PROMPT>
Below are the entries; give again exactly the lines from the one mentioning "const ROW_ALIGNMENT: u32" through the one mentioning "pub(crate) fn blit_shader()", inclusive.
━━━ DATA TO EXAMINE ━━━
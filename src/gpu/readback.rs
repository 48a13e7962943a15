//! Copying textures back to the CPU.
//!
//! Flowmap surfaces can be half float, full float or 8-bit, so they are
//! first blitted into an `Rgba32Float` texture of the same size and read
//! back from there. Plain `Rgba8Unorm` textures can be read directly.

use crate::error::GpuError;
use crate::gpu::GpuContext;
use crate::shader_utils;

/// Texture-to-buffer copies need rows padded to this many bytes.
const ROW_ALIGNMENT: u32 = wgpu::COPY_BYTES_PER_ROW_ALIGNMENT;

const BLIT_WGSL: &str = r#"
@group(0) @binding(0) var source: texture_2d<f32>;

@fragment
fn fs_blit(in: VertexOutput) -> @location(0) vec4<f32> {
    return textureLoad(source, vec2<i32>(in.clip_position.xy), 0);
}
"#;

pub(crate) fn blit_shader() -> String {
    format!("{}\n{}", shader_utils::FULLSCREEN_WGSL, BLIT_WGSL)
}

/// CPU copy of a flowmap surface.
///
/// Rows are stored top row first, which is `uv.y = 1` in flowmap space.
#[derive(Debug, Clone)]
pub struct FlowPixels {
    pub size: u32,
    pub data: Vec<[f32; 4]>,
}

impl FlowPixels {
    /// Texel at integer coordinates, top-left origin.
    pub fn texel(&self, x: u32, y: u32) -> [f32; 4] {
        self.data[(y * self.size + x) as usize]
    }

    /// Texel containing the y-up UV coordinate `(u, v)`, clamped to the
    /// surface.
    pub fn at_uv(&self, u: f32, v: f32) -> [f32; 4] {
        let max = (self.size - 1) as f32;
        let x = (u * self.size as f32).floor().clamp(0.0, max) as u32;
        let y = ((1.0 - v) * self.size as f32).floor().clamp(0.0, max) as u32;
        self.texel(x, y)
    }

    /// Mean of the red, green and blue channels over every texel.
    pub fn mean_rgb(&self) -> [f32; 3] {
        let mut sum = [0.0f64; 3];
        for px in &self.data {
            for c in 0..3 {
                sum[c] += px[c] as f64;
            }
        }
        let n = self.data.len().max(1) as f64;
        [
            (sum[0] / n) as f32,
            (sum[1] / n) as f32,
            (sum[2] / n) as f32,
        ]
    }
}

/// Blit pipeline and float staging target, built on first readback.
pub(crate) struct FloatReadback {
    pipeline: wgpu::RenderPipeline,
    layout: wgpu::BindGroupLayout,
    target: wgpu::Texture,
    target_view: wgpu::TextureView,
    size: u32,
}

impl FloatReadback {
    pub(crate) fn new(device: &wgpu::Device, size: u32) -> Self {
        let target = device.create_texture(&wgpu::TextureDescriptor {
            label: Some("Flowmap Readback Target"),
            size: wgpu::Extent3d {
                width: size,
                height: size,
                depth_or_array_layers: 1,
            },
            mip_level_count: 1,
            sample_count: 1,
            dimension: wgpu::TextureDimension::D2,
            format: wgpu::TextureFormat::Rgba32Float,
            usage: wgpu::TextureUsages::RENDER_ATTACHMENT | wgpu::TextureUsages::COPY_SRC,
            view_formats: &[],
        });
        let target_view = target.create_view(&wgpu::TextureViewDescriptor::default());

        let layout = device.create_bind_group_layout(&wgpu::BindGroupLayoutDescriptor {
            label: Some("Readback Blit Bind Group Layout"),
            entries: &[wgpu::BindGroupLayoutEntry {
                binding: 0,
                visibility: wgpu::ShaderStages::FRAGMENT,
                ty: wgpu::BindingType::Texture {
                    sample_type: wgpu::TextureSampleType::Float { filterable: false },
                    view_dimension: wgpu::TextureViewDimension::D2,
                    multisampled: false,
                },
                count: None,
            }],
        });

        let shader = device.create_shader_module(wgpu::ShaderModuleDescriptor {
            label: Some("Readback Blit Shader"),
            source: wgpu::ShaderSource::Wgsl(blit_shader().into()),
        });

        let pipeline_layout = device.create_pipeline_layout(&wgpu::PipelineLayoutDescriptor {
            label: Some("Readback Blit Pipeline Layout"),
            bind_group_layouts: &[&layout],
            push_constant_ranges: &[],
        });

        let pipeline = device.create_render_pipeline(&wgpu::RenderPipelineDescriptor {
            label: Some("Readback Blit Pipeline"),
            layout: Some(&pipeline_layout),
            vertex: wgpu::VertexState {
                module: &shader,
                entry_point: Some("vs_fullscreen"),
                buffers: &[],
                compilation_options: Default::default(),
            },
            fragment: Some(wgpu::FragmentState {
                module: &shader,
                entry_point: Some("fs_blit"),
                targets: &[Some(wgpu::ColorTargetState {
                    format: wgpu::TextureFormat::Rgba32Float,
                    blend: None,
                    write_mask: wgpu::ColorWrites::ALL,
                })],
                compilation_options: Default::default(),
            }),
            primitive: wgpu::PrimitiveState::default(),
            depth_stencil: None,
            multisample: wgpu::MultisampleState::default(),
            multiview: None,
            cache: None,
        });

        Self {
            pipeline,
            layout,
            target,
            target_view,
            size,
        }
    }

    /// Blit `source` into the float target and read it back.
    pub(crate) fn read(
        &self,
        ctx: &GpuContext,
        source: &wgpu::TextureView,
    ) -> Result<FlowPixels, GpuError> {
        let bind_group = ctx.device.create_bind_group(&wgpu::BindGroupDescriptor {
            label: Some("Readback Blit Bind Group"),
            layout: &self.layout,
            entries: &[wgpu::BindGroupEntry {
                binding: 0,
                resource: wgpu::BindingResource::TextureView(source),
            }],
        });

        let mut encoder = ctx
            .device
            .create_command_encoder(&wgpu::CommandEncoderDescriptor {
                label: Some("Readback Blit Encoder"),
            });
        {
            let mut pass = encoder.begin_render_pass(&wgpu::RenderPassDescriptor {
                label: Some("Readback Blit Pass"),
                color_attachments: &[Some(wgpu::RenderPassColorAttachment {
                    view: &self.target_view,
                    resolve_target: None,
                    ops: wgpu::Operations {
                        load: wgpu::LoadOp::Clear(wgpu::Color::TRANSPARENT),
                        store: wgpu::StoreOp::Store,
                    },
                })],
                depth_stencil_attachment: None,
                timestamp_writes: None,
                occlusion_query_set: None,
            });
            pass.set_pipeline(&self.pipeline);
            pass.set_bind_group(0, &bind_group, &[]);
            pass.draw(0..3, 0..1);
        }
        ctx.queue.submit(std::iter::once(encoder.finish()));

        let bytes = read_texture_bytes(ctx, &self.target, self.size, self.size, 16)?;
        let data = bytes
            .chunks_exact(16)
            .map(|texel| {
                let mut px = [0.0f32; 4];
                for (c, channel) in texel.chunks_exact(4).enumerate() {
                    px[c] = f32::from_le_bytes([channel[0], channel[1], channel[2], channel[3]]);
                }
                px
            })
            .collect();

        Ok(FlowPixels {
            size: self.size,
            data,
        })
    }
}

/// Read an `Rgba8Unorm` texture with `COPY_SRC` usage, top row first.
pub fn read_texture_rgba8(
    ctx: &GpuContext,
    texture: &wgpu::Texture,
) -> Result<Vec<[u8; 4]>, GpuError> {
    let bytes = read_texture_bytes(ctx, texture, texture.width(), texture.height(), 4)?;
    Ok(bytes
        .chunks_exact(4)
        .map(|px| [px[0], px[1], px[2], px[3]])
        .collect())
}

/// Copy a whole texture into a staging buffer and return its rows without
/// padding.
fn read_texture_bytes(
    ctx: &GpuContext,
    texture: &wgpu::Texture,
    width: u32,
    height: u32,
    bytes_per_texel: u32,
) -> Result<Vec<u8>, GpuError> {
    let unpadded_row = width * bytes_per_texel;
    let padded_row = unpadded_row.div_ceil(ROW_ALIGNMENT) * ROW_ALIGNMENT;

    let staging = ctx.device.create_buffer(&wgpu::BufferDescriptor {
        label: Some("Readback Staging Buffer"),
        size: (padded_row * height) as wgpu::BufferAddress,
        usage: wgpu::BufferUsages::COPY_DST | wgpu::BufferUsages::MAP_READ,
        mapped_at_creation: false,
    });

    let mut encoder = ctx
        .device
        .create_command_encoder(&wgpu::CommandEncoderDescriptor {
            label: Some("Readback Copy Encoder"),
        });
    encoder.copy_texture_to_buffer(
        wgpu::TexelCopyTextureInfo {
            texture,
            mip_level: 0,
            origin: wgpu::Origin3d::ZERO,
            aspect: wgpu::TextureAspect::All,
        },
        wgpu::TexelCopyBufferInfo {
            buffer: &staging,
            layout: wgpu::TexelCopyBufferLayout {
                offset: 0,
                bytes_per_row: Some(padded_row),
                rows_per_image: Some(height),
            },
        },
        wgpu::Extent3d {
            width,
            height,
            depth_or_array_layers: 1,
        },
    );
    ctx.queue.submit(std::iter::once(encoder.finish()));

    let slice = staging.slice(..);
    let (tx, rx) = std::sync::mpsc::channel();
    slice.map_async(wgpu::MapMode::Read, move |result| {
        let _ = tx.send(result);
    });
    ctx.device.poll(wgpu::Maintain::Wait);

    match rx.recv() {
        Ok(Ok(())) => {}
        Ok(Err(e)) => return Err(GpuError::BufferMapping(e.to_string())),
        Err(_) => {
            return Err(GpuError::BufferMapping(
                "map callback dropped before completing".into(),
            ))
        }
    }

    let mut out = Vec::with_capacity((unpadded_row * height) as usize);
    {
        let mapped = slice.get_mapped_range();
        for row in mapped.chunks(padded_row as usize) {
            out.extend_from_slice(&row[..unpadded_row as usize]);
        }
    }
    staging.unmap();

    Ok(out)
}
━━━
OUTPUT FOR THIS EXERCISE>
const ROW_ALIGNMENT: u32 = wgpu::COPY_BYTES_PER_ROW_ALIGNMENT;

const BLIT_WGSL: &str = r#"
@group(0) @binding(0) var source: texture_2d<f32>;

@fragment
fn fs_blit(in: VertexOutput) -> @location(0) vec4<f32> {
    return textureLoad(source, vec2<i32>(in.clip_position.xy), 0);
}
"#;

pub(crate) fn blit_shader() -> String {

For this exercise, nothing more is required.